Would you please copy every line below that includes the string "expected"?

*** Information supplied ***

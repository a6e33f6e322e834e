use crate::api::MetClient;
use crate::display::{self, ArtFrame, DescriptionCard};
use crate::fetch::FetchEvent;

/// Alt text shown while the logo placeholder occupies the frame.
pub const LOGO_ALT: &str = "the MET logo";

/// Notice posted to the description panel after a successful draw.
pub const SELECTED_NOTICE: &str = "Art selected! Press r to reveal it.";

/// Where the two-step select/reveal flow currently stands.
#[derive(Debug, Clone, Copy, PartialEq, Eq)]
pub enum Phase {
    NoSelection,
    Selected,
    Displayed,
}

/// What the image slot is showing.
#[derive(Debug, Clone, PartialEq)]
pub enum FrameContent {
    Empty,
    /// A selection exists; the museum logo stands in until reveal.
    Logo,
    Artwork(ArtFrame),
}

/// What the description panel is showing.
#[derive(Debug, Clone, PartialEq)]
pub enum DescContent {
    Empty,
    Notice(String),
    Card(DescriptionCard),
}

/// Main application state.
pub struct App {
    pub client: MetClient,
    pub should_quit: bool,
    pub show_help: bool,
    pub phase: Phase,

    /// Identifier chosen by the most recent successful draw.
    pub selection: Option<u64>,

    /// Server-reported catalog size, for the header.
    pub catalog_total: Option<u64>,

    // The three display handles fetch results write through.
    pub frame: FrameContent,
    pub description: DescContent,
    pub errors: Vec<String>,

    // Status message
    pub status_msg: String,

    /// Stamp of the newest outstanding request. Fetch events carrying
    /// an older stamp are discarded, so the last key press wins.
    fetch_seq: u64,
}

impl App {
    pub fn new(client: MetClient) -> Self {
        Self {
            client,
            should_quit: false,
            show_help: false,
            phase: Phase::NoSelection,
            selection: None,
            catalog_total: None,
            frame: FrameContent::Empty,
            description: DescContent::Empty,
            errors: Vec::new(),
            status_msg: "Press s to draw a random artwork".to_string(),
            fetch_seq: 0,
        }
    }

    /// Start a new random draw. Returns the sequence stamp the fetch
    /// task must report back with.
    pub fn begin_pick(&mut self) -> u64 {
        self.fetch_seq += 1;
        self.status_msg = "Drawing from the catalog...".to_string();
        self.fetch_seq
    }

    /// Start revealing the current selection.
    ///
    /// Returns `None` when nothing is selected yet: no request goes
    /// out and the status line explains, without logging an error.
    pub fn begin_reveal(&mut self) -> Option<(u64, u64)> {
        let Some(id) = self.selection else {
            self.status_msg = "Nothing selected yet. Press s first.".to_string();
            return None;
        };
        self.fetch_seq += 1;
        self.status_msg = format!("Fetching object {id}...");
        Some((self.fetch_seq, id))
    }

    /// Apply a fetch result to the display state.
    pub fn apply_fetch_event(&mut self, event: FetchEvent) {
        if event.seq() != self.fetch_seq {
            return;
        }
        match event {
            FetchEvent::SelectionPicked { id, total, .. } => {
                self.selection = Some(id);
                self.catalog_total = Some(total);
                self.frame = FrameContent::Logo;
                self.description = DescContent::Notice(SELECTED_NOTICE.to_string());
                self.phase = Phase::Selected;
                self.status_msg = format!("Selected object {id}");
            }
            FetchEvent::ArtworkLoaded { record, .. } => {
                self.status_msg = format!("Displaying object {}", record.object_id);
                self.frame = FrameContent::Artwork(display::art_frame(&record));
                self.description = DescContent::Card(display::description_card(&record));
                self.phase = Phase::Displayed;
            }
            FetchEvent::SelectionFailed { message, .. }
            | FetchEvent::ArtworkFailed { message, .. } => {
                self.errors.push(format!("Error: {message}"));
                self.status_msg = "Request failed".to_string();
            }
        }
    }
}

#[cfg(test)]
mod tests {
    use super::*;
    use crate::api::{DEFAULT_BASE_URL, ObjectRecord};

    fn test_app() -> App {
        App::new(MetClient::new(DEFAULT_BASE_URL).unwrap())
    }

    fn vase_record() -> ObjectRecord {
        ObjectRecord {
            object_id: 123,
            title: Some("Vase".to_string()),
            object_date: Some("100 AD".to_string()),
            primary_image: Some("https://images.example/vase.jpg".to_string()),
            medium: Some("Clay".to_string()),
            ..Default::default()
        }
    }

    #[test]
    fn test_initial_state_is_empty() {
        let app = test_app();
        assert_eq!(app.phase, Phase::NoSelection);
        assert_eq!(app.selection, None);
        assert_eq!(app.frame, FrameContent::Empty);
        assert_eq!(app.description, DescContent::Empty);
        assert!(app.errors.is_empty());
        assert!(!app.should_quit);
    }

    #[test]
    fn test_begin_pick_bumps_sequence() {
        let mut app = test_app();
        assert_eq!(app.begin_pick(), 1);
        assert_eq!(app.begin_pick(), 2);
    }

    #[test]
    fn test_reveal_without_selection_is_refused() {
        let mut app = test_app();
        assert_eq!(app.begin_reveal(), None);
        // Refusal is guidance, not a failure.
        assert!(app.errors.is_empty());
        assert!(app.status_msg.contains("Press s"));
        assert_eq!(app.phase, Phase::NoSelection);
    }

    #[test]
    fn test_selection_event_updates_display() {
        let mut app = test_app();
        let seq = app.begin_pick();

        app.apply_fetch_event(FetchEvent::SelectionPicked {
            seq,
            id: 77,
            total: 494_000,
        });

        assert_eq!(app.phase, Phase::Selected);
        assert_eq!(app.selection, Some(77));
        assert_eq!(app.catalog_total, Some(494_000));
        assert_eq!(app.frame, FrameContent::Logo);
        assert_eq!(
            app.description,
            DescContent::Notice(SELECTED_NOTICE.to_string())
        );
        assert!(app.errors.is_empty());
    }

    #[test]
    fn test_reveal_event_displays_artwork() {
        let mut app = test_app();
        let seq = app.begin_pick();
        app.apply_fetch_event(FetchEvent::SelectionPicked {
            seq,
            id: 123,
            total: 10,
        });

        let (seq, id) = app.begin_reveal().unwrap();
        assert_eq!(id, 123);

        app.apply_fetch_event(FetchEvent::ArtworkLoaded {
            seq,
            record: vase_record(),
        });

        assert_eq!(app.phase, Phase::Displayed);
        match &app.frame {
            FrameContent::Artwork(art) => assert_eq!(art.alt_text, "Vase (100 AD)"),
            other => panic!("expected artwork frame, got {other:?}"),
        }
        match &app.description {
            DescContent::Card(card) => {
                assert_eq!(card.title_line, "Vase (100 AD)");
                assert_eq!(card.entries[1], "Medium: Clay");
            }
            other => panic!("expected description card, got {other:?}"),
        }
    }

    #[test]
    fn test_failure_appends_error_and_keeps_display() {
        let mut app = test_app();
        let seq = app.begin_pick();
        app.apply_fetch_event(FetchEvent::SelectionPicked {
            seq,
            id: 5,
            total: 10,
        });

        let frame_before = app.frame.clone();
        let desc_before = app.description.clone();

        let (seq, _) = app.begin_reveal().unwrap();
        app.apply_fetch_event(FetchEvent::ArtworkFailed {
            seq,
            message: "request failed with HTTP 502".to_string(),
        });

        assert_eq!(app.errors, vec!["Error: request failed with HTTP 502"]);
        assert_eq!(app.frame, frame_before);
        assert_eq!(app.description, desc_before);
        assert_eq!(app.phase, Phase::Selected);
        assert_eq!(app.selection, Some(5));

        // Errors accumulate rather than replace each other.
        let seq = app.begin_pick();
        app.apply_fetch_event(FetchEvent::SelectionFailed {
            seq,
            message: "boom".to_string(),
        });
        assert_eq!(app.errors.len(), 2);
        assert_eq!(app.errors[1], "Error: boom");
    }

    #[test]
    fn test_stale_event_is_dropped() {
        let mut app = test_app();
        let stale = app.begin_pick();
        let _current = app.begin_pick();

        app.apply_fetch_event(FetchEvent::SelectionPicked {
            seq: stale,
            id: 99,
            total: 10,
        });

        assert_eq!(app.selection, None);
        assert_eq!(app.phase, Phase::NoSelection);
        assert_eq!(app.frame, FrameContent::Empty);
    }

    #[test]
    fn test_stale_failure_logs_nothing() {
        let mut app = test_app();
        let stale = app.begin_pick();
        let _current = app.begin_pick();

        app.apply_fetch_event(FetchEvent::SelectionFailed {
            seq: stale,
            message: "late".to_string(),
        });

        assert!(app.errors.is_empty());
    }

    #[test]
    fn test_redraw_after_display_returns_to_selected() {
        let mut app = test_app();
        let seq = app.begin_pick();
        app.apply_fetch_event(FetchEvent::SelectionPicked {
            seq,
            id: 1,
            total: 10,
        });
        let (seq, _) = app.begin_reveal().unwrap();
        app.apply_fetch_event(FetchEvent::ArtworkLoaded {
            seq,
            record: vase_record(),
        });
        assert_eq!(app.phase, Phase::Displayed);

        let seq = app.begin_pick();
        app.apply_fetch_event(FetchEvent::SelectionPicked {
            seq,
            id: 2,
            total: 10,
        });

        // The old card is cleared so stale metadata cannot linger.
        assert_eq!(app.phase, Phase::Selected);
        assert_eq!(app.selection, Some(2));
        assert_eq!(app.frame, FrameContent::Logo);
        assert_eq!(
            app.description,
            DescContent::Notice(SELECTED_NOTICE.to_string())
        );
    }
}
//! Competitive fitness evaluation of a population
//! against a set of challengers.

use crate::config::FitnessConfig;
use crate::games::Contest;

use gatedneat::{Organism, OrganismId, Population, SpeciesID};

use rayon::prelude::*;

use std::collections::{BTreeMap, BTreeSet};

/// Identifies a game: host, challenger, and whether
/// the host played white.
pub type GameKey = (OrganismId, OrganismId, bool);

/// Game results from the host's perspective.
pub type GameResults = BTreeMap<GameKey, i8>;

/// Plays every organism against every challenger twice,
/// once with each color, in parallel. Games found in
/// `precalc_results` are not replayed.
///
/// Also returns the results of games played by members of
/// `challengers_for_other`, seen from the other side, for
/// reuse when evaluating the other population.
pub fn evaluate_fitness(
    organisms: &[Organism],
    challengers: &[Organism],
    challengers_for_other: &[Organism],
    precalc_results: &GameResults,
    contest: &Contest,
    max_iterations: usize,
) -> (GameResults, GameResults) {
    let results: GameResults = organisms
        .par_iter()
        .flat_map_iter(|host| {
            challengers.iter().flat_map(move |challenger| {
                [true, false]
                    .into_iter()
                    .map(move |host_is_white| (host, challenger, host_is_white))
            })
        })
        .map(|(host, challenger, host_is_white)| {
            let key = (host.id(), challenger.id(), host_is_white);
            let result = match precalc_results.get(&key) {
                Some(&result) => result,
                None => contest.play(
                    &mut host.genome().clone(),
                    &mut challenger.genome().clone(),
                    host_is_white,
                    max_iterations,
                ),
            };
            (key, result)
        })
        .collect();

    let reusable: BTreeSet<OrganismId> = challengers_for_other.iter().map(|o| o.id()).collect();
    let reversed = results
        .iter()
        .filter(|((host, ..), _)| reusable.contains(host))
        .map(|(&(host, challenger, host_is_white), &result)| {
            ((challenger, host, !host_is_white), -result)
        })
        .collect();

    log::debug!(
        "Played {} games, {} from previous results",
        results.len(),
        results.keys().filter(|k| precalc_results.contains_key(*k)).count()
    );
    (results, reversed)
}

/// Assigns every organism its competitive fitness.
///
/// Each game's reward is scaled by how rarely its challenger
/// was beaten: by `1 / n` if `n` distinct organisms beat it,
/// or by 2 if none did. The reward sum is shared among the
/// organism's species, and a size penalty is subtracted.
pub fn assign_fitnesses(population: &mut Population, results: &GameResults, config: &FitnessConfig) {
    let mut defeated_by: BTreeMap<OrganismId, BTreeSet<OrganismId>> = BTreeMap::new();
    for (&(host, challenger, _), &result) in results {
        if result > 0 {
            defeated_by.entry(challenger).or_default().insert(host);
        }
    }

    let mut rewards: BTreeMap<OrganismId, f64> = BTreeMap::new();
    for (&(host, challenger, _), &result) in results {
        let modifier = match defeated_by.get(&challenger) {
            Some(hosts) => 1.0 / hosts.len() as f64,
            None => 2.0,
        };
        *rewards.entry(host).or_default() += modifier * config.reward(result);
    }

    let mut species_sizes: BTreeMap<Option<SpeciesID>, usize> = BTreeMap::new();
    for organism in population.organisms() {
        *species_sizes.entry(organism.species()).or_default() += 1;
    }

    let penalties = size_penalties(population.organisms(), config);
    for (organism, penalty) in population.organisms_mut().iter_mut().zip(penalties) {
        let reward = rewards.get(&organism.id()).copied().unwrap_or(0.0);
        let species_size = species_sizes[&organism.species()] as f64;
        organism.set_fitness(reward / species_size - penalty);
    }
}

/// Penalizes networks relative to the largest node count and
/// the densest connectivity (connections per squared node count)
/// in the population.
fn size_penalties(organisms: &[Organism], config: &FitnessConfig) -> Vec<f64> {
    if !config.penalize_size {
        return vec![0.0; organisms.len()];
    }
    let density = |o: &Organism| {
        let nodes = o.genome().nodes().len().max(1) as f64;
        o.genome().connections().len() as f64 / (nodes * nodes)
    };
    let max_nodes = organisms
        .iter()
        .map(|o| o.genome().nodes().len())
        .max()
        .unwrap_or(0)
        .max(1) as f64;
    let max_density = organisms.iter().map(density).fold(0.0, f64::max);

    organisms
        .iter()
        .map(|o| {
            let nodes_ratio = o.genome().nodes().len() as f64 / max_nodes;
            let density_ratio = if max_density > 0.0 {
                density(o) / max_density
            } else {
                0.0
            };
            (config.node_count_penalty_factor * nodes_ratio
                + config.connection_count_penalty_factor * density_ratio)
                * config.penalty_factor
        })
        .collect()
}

***
*** Information supplied ***

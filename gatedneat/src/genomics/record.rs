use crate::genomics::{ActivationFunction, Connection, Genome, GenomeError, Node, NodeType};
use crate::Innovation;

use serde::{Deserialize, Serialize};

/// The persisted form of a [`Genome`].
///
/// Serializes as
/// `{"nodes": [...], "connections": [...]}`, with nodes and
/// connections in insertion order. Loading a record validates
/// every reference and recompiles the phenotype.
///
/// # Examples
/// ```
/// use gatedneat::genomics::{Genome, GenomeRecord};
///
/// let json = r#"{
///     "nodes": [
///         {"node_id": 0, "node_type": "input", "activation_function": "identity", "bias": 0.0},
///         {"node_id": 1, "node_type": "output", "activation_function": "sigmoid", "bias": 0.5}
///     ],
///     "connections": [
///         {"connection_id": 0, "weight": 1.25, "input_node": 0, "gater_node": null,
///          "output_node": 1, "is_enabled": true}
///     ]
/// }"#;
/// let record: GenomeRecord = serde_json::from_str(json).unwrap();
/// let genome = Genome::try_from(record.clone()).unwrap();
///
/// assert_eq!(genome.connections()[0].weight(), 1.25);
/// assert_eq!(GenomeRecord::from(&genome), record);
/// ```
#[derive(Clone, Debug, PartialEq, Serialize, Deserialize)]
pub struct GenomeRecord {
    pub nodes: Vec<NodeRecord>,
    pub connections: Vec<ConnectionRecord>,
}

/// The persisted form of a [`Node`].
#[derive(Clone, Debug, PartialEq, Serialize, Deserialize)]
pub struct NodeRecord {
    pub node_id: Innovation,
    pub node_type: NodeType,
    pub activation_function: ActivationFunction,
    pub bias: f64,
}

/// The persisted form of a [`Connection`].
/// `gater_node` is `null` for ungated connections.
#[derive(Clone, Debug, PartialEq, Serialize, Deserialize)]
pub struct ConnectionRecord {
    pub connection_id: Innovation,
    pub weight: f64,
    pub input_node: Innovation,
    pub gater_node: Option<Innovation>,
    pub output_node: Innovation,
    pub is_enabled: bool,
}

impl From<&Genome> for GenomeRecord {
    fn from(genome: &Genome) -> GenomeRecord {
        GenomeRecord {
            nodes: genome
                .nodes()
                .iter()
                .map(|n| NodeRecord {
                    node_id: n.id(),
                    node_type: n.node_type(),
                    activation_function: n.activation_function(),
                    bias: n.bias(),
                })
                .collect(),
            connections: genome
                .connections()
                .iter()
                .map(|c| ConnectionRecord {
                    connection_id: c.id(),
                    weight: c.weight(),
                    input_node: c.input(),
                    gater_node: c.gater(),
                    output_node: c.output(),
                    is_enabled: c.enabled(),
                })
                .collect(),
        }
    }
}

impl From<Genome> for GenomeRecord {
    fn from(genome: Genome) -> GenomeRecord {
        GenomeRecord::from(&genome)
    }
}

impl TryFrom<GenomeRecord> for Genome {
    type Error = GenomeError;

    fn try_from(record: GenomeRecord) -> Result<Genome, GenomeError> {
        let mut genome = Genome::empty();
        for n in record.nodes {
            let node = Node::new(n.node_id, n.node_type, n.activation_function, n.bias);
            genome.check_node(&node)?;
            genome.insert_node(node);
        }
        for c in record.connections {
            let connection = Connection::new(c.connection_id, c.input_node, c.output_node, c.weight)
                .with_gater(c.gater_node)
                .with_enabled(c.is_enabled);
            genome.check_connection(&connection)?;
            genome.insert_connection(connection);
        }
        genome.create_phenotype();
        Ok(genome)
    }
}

***

| Response for this exercise |
            other => panic!("expected artwork frame, got {other:?}"),
            other => panic!("expected description card, got {other:?}"),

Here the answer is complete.